The bill (S. 7275) was proposed in January by state senator David Carlucci, but I just came across it:

1. As used in this section, the following terms shall have the following meanings:

(a) “hate speech” means a public expression, either verbally, in writing or through images, which intentionally makes an insulting statement about a group of persons because of race, ethnicity, nationality, religion or beliefs, sexual orientation, gender identity or physical, mental or intellectual disability….

3. (a) The provider of a social media network shall maintain an effective and transparent procedure for handling complaints about hate speech content in accordance with this subdivision….

(b) Such procedure shall ensure that the provider of the social media network:

(i) takes immediate note of the complaint and checks whether the content reported in the complaint is hate speech and subject to removal or whether access to the content must be blocked;

(ii) removes or blocks access to content that is hate speech within twenty-four hours of receiving the complaint; this shall not apply if the social media network has reached agreement with the competent law enforcement authority on a longer period for deleting or blocking any hate speech content;

(iii) removes or blocks access to all hate speech content immediately, this generally being within seven days of receiving the complaint; the seven day time limit may be exceeded if the decision regarding the hatefulness of the content is dependent on the falsity of a factual allegation or is clearly dependent on other factual circumstances; in such cases, the social media network can give the user an opportunity to respond to the complaint before the decision is rendered; and

(iv) immediately notifies the person submitting the complaint and the user about any decision, while also providing reasons for its decision….

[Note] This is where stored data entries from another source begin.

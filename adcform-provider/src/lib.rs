//! adcform ADC Provider
//!
//! Provider for application delivery controllers managed over the iControl
//! REST management API.
//!
//! ## Module Structure
//!
//! - `client` - Authenticated HTTP client and file upload
//! - `config` - Connection settings (provider block and environment)
//! - `schemas` - Field tables for every resource and data source type
//! - `codec` - Field-table encoding to and from appliance JSON
//! - `provider` - AdcProvider implementation
//! - `handlers` - Resources whose lifecycle is not a flat field copy
//! - `data_sources` - Lookups and document builders
//! - `as3` / `discovery` / `waf` - Declarative document builders
//! - `utils` - Full path and destination helpers

pub mod as3;
pub mod client;
pub mod codec;
pub mod config;
pub mod data_sources;
pub mod discovery;
pub mod handlers;
pub mod provider;
pub mod resources;
pub mod schemas;
pub mod utils;
pub mod waf;

// Re-export main types
pub use client::{ApplianceClient, ClientError};
pub use config::ProviderConfig;
pub use provider::AdcProvider;

use adcform_core::provider::{BoxFuture, Provider, ProviderResult, ResourceType};
use adcform_core::resource::{Resource, ResourceId, State};

use resources::{data_source_types, resource_types};

// =============================================================================
// Provider Trait Implementation
// =============================================================================

impl Provider for AdcProvider {
    fn name(&self) -> &'static str {
        "adc"
    }

    fn resource_types(&self) -> Vec<Box<dyn ResourceType>> {
        resource_types()
    }

    fn data_source_types(&self) -> Vec<Box<dyn ResourceType>> {
        data_source_types()
    }

    fn read(
        &self,
        id: &ResourceId,
        identifier: Option<&str>,
    ) -> BoxFuture<'_, ProviderResult<State>> {
        let id = id.clone();
        let identifier = identifier.map(|s| s.to_string());
        Box::pin(async move { self.read_resource(&id, identifier.as_deref()).await })
    }

    fn read_data_source(&self, resource: &Resource) -> BoxFuture<'_, ProviderResult<State>> {
        let resource = resource.clone();
        Box::pin(async move { data_sources::evaluate(self.client(), &resource).await })
    }

    fn create(&self, resource: &Resource) -> BoxFuture<'_, ProviderResult<State>> {
        let resource = resource.clone();
        Box::pin(async move { self.create_resource(resource).await })
    }

    fn update(
        &self,
        id: &ResourceId,
        identifier: &str,
        _from: &State,
        to: &Resource,
    ) -> BoxFuture<'_, ProviderResult<State>> {
        let id = id.clone();
        let identifier = identifier.to_string();
        let to = to.clone();
        Box::pin(async move { self.update_resource(id, &identifier, to).await })
    }

    fn delete(&self, id: &ResourceId, identifier: &str) -> BoxFuture<'_, ProviderResult<()>> {
        let id = id.clone();
        let identifier = identifier.to_string();
        Box::pin(async move { self.delete_resource(&id, &identifier).await })
    }
}
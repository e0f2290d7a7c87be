//! Config - Load the declarative configuration document
//!
//! The document is JSON with four top-level blocks:
//!
//! ```json
//! {
//!   "provider":  { "address": "10.1.1.4", "username": "admin", "password": "..." },
//!   "backend":   { "type": "local", "path": "adcform.state.json" },
//!   "data":      { "as3_pool":  { "web": { "name": "web_pool" } } },
//!   "resources": { "ltm_pool":  { "web": { "name": "/Common/web" } } }
//! }
//! ```
//!
//! A string of the exact form `${<type>.<name>.<attr>}` or
//! `${data.<type>.<name>.<attr>}` is a reference to another object's attribute.

use std::collections::{BTreeMap, HashMap, HashSet};

use serde::Deserialize;
use thiserror::Error;

use crate::resource::{Resource, Value};

/// Errors raised while loading a configuration document
#[derive(Debug, Error)]
pub enum ConfigError {
    #[error("Invalid configuration document: {0}")]
    Json(#[from] serde_json::Error),

    #[error("{location}: invalid reference '{reference}'")]
    InvalidReference { location: String, reference: String },

    #[error("{from} references unknown object '{binding}'")]
    UnknownReference { from: String, binding: String },

    #[error("Dependency cycle involving {0}")]
    DependencyCycle(String),
}

/// State backend block
#[derive(Debug, Clone, Default)]
pub struct BackendBlock {
    /// Backend type (e.g., "local")
    pub backend_type: String,
    pub attributes: HashMap<String, Value>,
}

/// A loaded configuration document
#[derive(Debug, Clone)]
pub struct ParsedConfig {
    /// Raw provider block; the provider crate owns its shape
    pub provider: serde_json::Value,
    pub backend: Option<BackendBlock>,
    /// Data sources followed by managed resources, each group ordered by type then name
    pub resources: Vec<Resource>,
}

type ObjectBlock = BTreeMap<String, BTreeMap<String, serde_json::Map<String, serde_json::Value>>>;

#[derive(Deserialize)]
#[serde(deny_unknown_fields)]
struct RawDocument {
    #[serde(default)]
    provider: serde_json::Value,
    #[serde(default)]
    backend: Option<RawBackend>,
    #[serde(default)]
    data: ObjectBlock,
    #[serde(default)]
    resources: ObjectBlock,
}

#[derive(Deserialize)]
struct RawBackend {
    #[serde(rename = "type")]
    backend_type: String,
    #[serde(flatten)]
    attributes: serde_json::Map<String, serde_json::Value>,
}

/// Parse a configuration document
pub fn parse(content: &str) -> Result<ParsedConfig, ConfigError> {
    let raw: RawDocument = serde_json::from_str(content)?;

    let backend = match raw.backend {
        Some(b) => {
            let mut attributes = HashMap::new();
            for (k, v) in &b.attributes {
                if let Some(value) = config_value(v, &format!("backend.{}", k))? {
                    attributes.insert(k.clone(), value);
                }
            }
            Some(BackendBlock {
                backend_type: b.backend_type,
                attributes,
            })
        }
        None => None,
    };

    let mut resources = Vec::new();
    for (block, read_only) in [(&raw.data, true), (&raw.resources, false)] {
        for (resource_type, objects) in block {
            for (name, attrs) in objects {
                let mut resource = Resource::new(resource_type, name).with_read_only(read_only);
                for (key, json) in attrs {
                    let location = format!("{}.{}", resource.binding(), key);
                    if let Some(value) = config_value(json, &location)? {
                        resource.attributes.insert(key.clone(), value);
                    }
                }
                resources.push(resource);
            }
        }
    }

    Ok(ParsedConfig {
        provider: raw.provider,
        backend,
        resources,
    })
}

/// Convert a JSON attribute into a Value, recognizing references
fn config_value(json: &serde_json::Value, location: &str) -> Result<Option<Value>, ConfigError> {
    match json {
        serde_json::Value::String(s) if s.starts_with("${") => parse_reference(s)
            .map(Some)
            .ok_or_else(|| ConfigError::InvalidReference {
                location: location.to_string(),
                reference: s.clone(),
            }),
        serde_json::Value::Array(items) => {
            let mut values = Vec::new();
            for (i, item) in items.iter().enumerate() {
                if let Some(v) = config_value(item, &format!("{}[{}]", location, i))? {
                    values.push(v);
                }
            }
            Ok(Some(Value::List(values)))
        }
        serde_json::Value::Object(obj) => {
            let mut map = HashMap::new();
            for (k, v) in obj {
                if let Some(value) = config_value(v, &format!("{}.{}", location, k))? {
                    map.insert(k.clone(), value);
                }
            }
            Ok(Some(Value::Map(map)))
        }
        other => Ok(Value::from_json(other)),
    }
}

/// Parse `${type.name.attr}` / `${data.type.name.attr}` into a reference
pub fn parse_reference(s: &str) -> Option<Value> {
    let inner = s.strip_prefix("${")?.strip_suffix('}')?;
    let parts: Vec<&str> = inner.split('.').collect();
    if parts.iter().any(|p| p.is_empty()) {
        return None;
    }
    match parts.as_slice() {
        ["data", resource_type, name, attr] => Some(Value::ResourceRef(
            format!("data.{}.{}", resource_type, name),
            attr.to_string(),
        )),
        [resource_type, name, attr] if *resource_type != "data" => Some(Value::ResourceRef(
            format!("{}.{}", resource_type, name),
            attr.to_string(),
        )),
        _ => None,
    }
}

/// Sort resources topologically based on references
///
/// Resources keep their relative order unless a reference forces otherwise.
pub fn sort_by_dependencies(resources: &[Resource]) -> Result<Vec<Resource>, ConfigError> {
    let binding_to_resource: HashMap<String, &Resource> =
        resources.iter().map(|r| (r.binding(), r)).collect();

    for resource in resources {
        for dep in resource.dependencies() {
            if !binding_to_resource.contains_key(&dep) {
                return Err(ConfigError::UnknownReference {
                    from: resource.binding(),
                    binding: dep,
                });
            }
        }
    }

    let mut sorted = Vec::new();
    let mut visited: HashSet<String> = HashSet::new();
    let mut visiting: HashSet<String> = HashSet::new();

    fn visit(
        resource: &Resource,
        binding_to_resource: &HashMap<String, &Resource>,
        visited: &mut HashSet<String>,
        visiting: &mut HashSet<String>,
        sorted: &mut Vec<Resource>,
    ) -> Result<(), ConfigError> {
        let binding = resource.binding();

        if visited.contains(&binding) {
            return Ok(());
        }
        if !visiting.insert(binding.clone()) {
            return Err(ConfigError::DependencyCycle(binding));
        }

        // Visit dependencies first
        let mut deps: Vec<String> = resource.dependencies().into_iter().collect();
        deps.sort();
        for dep in deps {
            if let Some(dep_resource) = binding_to_resource.get(&dep) {
                visit(dep_resource, binding_to_resource, visited, visiting, sorted)?;
            }
        }

        visiting.remove(&binding);
        visited.insert(binding);
        sorted.push(resource.clone());
        Ok(())
    }

    for resource in resources {
        visit(
            resource,
            &binding_to_resource,
            &mut visited,
            &mut visiting,
            &mut sorted,
        )?;
    }

    Ok(sorted)
}

#[cfg(test)]
mod tests {
    use super::*;

    const DOCUMENT: &str = r#"{
        "provider": { "address": "10.1.1.4", "username": "admin", "password": "secret" },
        "backend": { "type": "local", "path": "test.state.json" },
        "data": {
            "as3_pool": { "web": { "name": "web_pool", "monitors": ["http"] } }
        },
        "resources": {
            "ltm_pool": { "web": { "name": "/Common/web", "allow_nat": true } },
            "ltm_pool_attachment": {
                "web_1": { "pool": "${ltm_pool.web.name}", "node": "/Common/10.0.0.1:80" }
            },
            "as3": { "main": { "as3_json": "${data.as3_pool.web.pool_json}" } }
        }
    }"#;

    #[test]
    fn parse_document_blocks() {
        let parsed = parse(DOCUMENT).unwrap();

        assert_eq!(parsed.provider["address"], "10.1.1.4");
        let backend = parsed.backend.unwrap();
        assert_eq!(backend.backend_type, "local");
        assert_eq!(
            backend.attributes.get("path"),
            Some(&Value::String("test.state.json".to_string()))
        );

        assert_eq!(parsed.resources.len(), 4);
        assert!(parsed.resources[0].is_data_source());
        assert_eq!(parsed.resources[0].binding(), "data.as3_pool.web");
    }

    #[test]
    fn references_are_parsed() {
        let parsed = parse(DOCUMENT).unwrap();
        let attachment = parsed
            .resources
            .iter()
            .find(|r| r.id.resource_type == "ltm_pool_attachment")
            .unwrap();
        assert_eq!(
            attachment.attributes.get("pool"),
            Some(&Value::ResourceRef(
                "ltm_pool.web".to_string(),
                "name".to_string()
            ))
        );
    }

    #[test]
    fn parse_reference_forms() {
        assert_eq!(
            parse_reference("${data.as3_tenant.t1.tenant_json}"),
            Some(Value::ResourceRef(
                "data.as3_tenant.t1".to_string(),
                "tenant_json".to_string()
            ))
        );
        assert!(parse_reference("${ltm_pool.web}").is_none());
        assert!(parse_reference("${data.as3_pool.web}").is_none());
        assert!(parse_reference("${ltm_pool..name}").is_none());
    }

    #[test]
    fn invalid_reference_is_an_error() {
        let doc = r#"{ "resources": { "ltm_pool": { "web": { "name": "${oops}" } } } }"#;
        let err = parse(doc).unwrap_err();
        assert!(matches!(err, ConfigError::InvalidReference { .. }));
        assert!(err.to_string().contains("ltm_pool.web.name"));
    }

    #[test]
    fn unknown_top_level_block_is_rejected() {
        let doc = r#"{ "resource": {} }"#;
        assert!(matches!(parse(doc), Err(ConfigError::Json(_))));
    }

    #[test]
    fn sort_places_dependencies_first() {
        let parsed = parse(DOCUMENT).unwrap();
        let sorted = sort_by_dependencies(&parsed.resources).unwrap();
        let position = |binding: &str| sorted.iter().position(|r| r.binding() == binding).unwrap();

        assert!(position("ltm_pool.web") < position("ltm_pool_attachment.web_1"));
        assert!(position("data.as3_pool.web") < position("as3.main"));
    }

    #[test]
    fn sort_rejects_unknown_and_cyclic_references() {
        let unknown = vec![Resource::new("as3", "main").with_attribute(
            "as3_json",
            Value::ResourceRef("data.as3_adc.missing".to_string(), "as3_json".to_string()),
        )];
        assert!(matches!(
            sort_by_dependencies(&unknown),
            Err(ConfigError::UnknownReference { .. })
        ));

        let cyclic = vec![
            Resource::new("ltm_pool", "a")
                .with_attribute("description", Value::ResourceRef("ltm_pool.b".into(), "name".into())),
            Resource::new("ltm_pool", "b")
                .with_attribute("description", Value::ResourceRef("ltm_pool.a".into(), "name".into())),
        ];
        assert!(matches!(
            sort_by_dependencies(&cyclic),
            Err(ConfigError::DependencyCycle(_))
        ));
    }
}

5. (a) The attorney general may bring an action against a provider that violates the provisions of this section:

(i) to enjoin further violation of the provisions of this section; and

(ii) to recover up to one million dollars for any violation of this section, including any offense not committed in this state [or up to three million dollars {where the defendant has been found to have engaged in a pattern and practice of violating the provisions of this section}….

As best I can tell, the bill doesn’t seem to be going anywhere, but it struck me as noteworthy that Sen. Carlucci submitted it.